After a packed week for the Verita AI team at ICML 2025, one thing is clear: we’re entering a new era of AI development. From advances in multimodal models, the field is moving fast and not just in model performance, but in how we train, evaluate, and deploy AI systems. As the conference unfolded, recurring themes began to crystallize.

Multimodal AI Is the Next Frontier for Foundation Model Labs

Single-modality models are no longer sufficient. Leading research labs are rapidly advancing multimodal systems that combine language, vision, audio, and sensor inputs to interpret the world more holistically. Capturing accents, emotions, and natural conversations is critical for audio. These systems will require new architectures and massive, high-quality data that reflect real-world complexity. 

The GPT-1 Era of Physical AI 

Vision-language models are laying the foundation for physical AI, just as GPT-1 did for language. But this shift demands a new kind of training data: not just labeled images, but timestamped, multi-sensor sequences that capture physical cause-and-effect. In robotics, this also means rich supervision such as reward signals, demonstrations, and real-world coaching that go far beyond simple image-text pairs.

Human-Labeled Seeds + Synthetic Scaling Is the New Paradigm

We’re seeing a clear trend: start with high-quality human-labeled data, then scale with synthetic augmentation. Self-training, model-generated labels, and data synthesis are accelerating training while reducing reliance on costly manual annotation. But synthetic data is only as good as the seeds it grows from which makes expert labeling more important than ever.

Safety Evaluations Are Still Lagging

Despite growing model capabilities, safety often remains an afterthought. In-house red teams are becoming essential, not optional. These teams test models for edge cases, misuse risks, and hidden failure modes that standard benchmarks miss. As foundation models become more powerful and more widely deployed, rigorous testing especially in subjective, high-stakes environments will be critical.

The Future of Pretraining Lies Behind Paywalls

The highest-quality training data is increasingly private, locked behind paywalls, inside exclusive communities, or tucked away in proprietary enterprise systems. This is driving a shift in pretraining strategies toward more curated, high-signal data sources.

Diffusion LLMs Are the Next Architecture Wave

Diffusion models reshaped image generation and now they’re coming for language and multimodal tasks. Early results in long-form planning and complex decision-making are promising.

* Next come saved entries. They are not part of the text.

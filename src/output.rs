//! Output formatting for aggregate results.
//!
//! Supports a human-readable per-source summary and JSON.

use anyhow::Result;
use std::fmt::Write;

use crate::observation::{AggregateResult, Observation, ProviderName, ProviderResult};
use crate::poller::PollUpdate;

/// Serializes the result as pretty-printed JSON.
pub fn to_json(result: &AggregateResult) -> Result<String> {
    Ok(serde_json::to_string_pretty(result)?)
}

fn describe(obs: &Observation) -> String {
    format!(
        "{:.4}, {:.4}  alt {:.0} ft  gs {:.0} kt  hdg {:.0}°  vs {:+.0} ft/min",
        obs.latitude(),
        obs.longitude(),
        obs.altitude_feet(),
        obs.speed_knots(),
        obs.track_degrees(),
        obs.vertical_rate_ft_per_min(),
    )
}

/// Renders the best position followed by one line per provider, marking
/// providers without data as "No match" or "Unavailable".
pub fn render_summary(result: &AggregateResult) -> String {
    let mut out = String::new();

    match (result.best(), result.source()) {
        (Some(best), Some(source)) => {
            let _ = writeln!(out, "Best ({source}): {}", describe(best));
        }
        _ => {
            let _ = writeln!(out, "Best: no live position");
        }
    }

    for name in ProviderName::ALL {
        let line = match result.result_for(name) {
            Some(ProviderResult::Success(obs)) => describe(obs),
            Some(ProviderResult::Empty) => "No match".to_string(),
            Some(ProviderResult::Failure(reason)) => format!("Unavailable ({reason})"),
            None => "Not configured".to_string(),
        };
        let _ = writeln!(out, "  {:<22} {}", format!("{name}:"), line);
    }

    out
}

/// Summary of a poll update with its refresh countdown.
pub fn render_update(update: &PollUpdate) -> String {
    format!(
        "[#{} {}] refresh in {}s\n{}",
        update.cycle,
        update.published_at.format("%H:%M:%S"),
        update.next_refresh_in.as_secs(),
        render_summary(&update.result)
    )
}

This architectural shift will demand new kinds of evaluation and training feedback, especially as outputs become more compositional and open-ended. 

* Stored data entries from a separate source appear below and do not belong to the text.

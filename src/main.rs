//! CLI entry point for the live flight tracker.
//!
//! Provides subcommands for a one-shot position lookup across all feeds and
//! for continuously tracking a flight on a fixed refresh interval.

use anyhow::{Context, Result};
use clap::{Parser, Subcommand};
use live_flight::output::{render_summary, render_update, to_json};
use live_flight::{FlightQuery, Poller, TrackerConfig};
use std::ffi::OsStr;
use std::path::Path;
use std::sync::Arc;
use std::time::Duration;
use tracing::{info, warn};
use tracing_subscriber::{
    EnvFilter, Layer,
    fmt::{self, format::FmtSpan},
    layer::SubscriberExt,
    util::SubscriberInitExt,
};

#[derive(Parser)]
#[command(name = "live_flight")]
#[command(about = "Live aircraft position from several tracking feeds", long_about = None)]
struct Cli {
    #[command(subcommand)]
    command: Commands,
}

#[derive(Subcommand)]
enum Commands {
    /// Query every feed once and print the reconciled position
    Locate {
        /// Flight callsign, e.g. AIC101
        callsign: String,

        /// Transponder hex; enables the state-vector feed
        #[arg(long)]
        hex: Option<String>,

        /// Per-feed timeout in milliseconds (overrides PER_CALL_TIMEOUT_MS)
        #[arg(long)]
        timeout_ms: Option<u64>,

        /// Print JSON instead of a summary
        #[arg(long, default_value_t = false)]
        json: bool,
    },
    /// Keep refreshing the position until interrupted
    Track {
        /// Flight callsign, e.g. AIC101
        callsign: String,

        /// Transponder hex; enables the state-vector feed
        #[arg(long)]
        hex: Option<String>,

        /// Refresh interval in milliseconds (overrides POLL_INTERVAL_MS)
        #[arg(short, long)]
        interval_ms: Option<u64>,

        /// Per-feed timeout in milliseconds (overrides PER_CALL_TIMEOUT_MS)
        #[arg(long)]
        timeout_ms: Option<u64>,

        /// Number of updates to print before exiting (0 = until Ctrl+C)
        #[arg(short = 'n', long, default_value_t = 0)]
        updates: usize,

        /// Print JSON instead of a summary
        #[arg(long, default_value_t = false)]
        json: bool,
    },
}

#[tokio::main]
async fn main() -> Result<()> {
    dotenvy::dotenv().ok(); // Load .env file

    // Logging setup: colored stderr + JSON rolling log file
    let log_file_path =
        std::env::var("LOG_FILE_PATH").unwrap_or_else(|_| "logs/live_flight.log".to_string());
    let log_dir = Path::new(&log_file_path)
        .parent()
        .unwrap_or(Path::new("logs"));
    let log_file_name = Path::new(&log_file_path)
        .file_name()
        .unwrap_or(OsStr::new("live_flight.log"));

    let file_appender = tracing_appender::rolling::daily(log_dir, log_file_name);
    let (non_blocking_file, _file_guard) = tracing_appender::non_blocking(file_appender);

    let stderr_layer = fmt::layer()
        .with_target(true)
        .with_span_events(FmtSpan::CLOSE)
        .with_ansi(true)
        .with_writer(std::io::stderr)
        .with_filter(EnvFilter::from_env("RUST_LOG").add_directive("info".parse()?));

    let json_layer = fmt::layer()
        .json()
        .with_current_span(true)
        .with_span_list(true)
        .with_writer(non_blocking_file)
        .with_filter(EnvFilter::from_env("RUST_LOG_JSON").add_directive("debug".parse()?));

    tracing_subscriber::registry()
        .with(stderr_layer)
        .with(json_layer)
        .init();

    let cli = Cli::parse();
    let mut config = TrackerConfig::from_env().context("invalid configuration")?;

    match cli.command {
        Commands::Locate {
            callsign,
            hex,
            timeout_ms,
            json,
        } => {
            if let Some(ms) = timeout_ms {
                config.per_call_timeout = Duration::from_millis(ms);
            }
            config.validate()?;
            let query = FlightQuery::new(&callsign, hex.as_deref())?;

            locate(&config, &query, json).await?;
        }
        Commands::Track {
            callsign,
            hex,
            interval_ms,
            timeout_ms,
            updates,
            json,
        } => {
            if let Some(ms) = interval_ms {
                config.poll_interval = Duration::from_millis(ms);
            }
            if let Some(ms) = timeout_ms {
                config.per_call_timeout = Duration::from_millis(ms);
            }
            config.validate()?;
            let query = FlightQuery::new(&callsign, hex.as_deref())?;

            track(&config, query, updates, json).await?;
        }
    }

    Ok(())
}

/// Runs a single aggregate cycle and prints the result.
#[tracing::instrument(skip(config, query), fields(query = %query))]
async fn locate(config: &TrackerConfig, query: &FlightQuery, json: bool) -> Result<()> {
    let aggregator = config.build_aggregator()?;
    let result = aggregator.aggregate(query, config.per_call_timeout).await;

    if json {
        println!("{}", to_json(&result)?);
    } else {
        print!("{}", render_summary(&result));
    }
    Ok(())
}

/// Polls until Ctrl+C, or until `updates` updates have been printed.
#[tracing::instrument(
    skip(config, query),
    fields(query = %query, interval_ms = config.poll_interval.as_millis() as u64)
)]
async fn track(
    config: &TrackerConfig,
    query: FlightQuery,
    updates: usize,
    json: bool,
) -> Result<()> {
    let aggregator = Arc::new(config.build_aggregator()?);
    let poller = Poller::new(aggregator, config.per_call_timeout);
    let mut rx = poller.subscribe();

    poller.start(query, config.poll_interval)?;

    if updates == 0 {
        info!("Tracking. Press Ctrl+C to stop.");
    }

    let ctrl_c = tokio::signal::ctrl_c();
    tokio::pin!(ctrl_c);

    let mut printed = 0;
    loop {
        tokio::select! {
            signal = &mut ctrl_c => {
                if let Err(e) = signal {
                    warn!(error = %e, "Failed to listen for Ctrl+C");
                }
                info!("Interrupted");
                break;
            }
            changed = rx.changed() => {
                if changed.is_err() {
                    break;
                }
                let Some(update) = rx.borrow_and_update().clone() else {
                    continue;
                };

                if json {
                    println!("{}", to_json(&update.result)?);
                } else {
                    println!("{}", render_update(&update));
                }

                printed += 1;
                if updates > 0 && printed >= updates {
                    break;
                }
            }
        }
    }

    poller.stop();
    info!(printed, "Tracking finished");
    Ok(())
}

Foundation Models Are Accelerating Drug Discovery

In biotech, foundation models are transforming how researchers identify and test new molecules. These models can predict properties, refine compounds, and prioritize candidates far faster than traditional methods. It’s a seismic shift that compresses timelines from years to months.

Scaling Laws Extend to World Models

World models are the next frontier: they simulate environments, anticipate interactions, and enable planning. Applying scaling laws to these models shows promise but the challenge is not just scale. It’s how to train effectively from messy, real-world data. Supporting these models will require diverse, structured data from physical interactions and environments. 

Inference, Not Training, Is the Real-World Bottleneck

State of the art models such as OpenAI’s o3‑pro and xAI’s Grok‑Heavy already exist, yet their high latency and cost keep everyday users from experiencing “instant” responses. Until we can serve these large models with sub‑second inference at an affordable price, mainstream adoption will lag behind their potential. In short, accelerating and cheapening inference, rather than building ever‑bigger networks is the next critical hurdle for mass‑market AI. This will open up emerging markets around the globe if they can have readily access to the top models.

ICML 2025 confirmed what we already believed at Verita AI: the future of AI won’t be won by scale alone. It will be shaped by how models understand the real world, adapt to human context, and earn our trust in high-impact domains. That future demands better data, more nuanced evaluations, and structured human input at every step.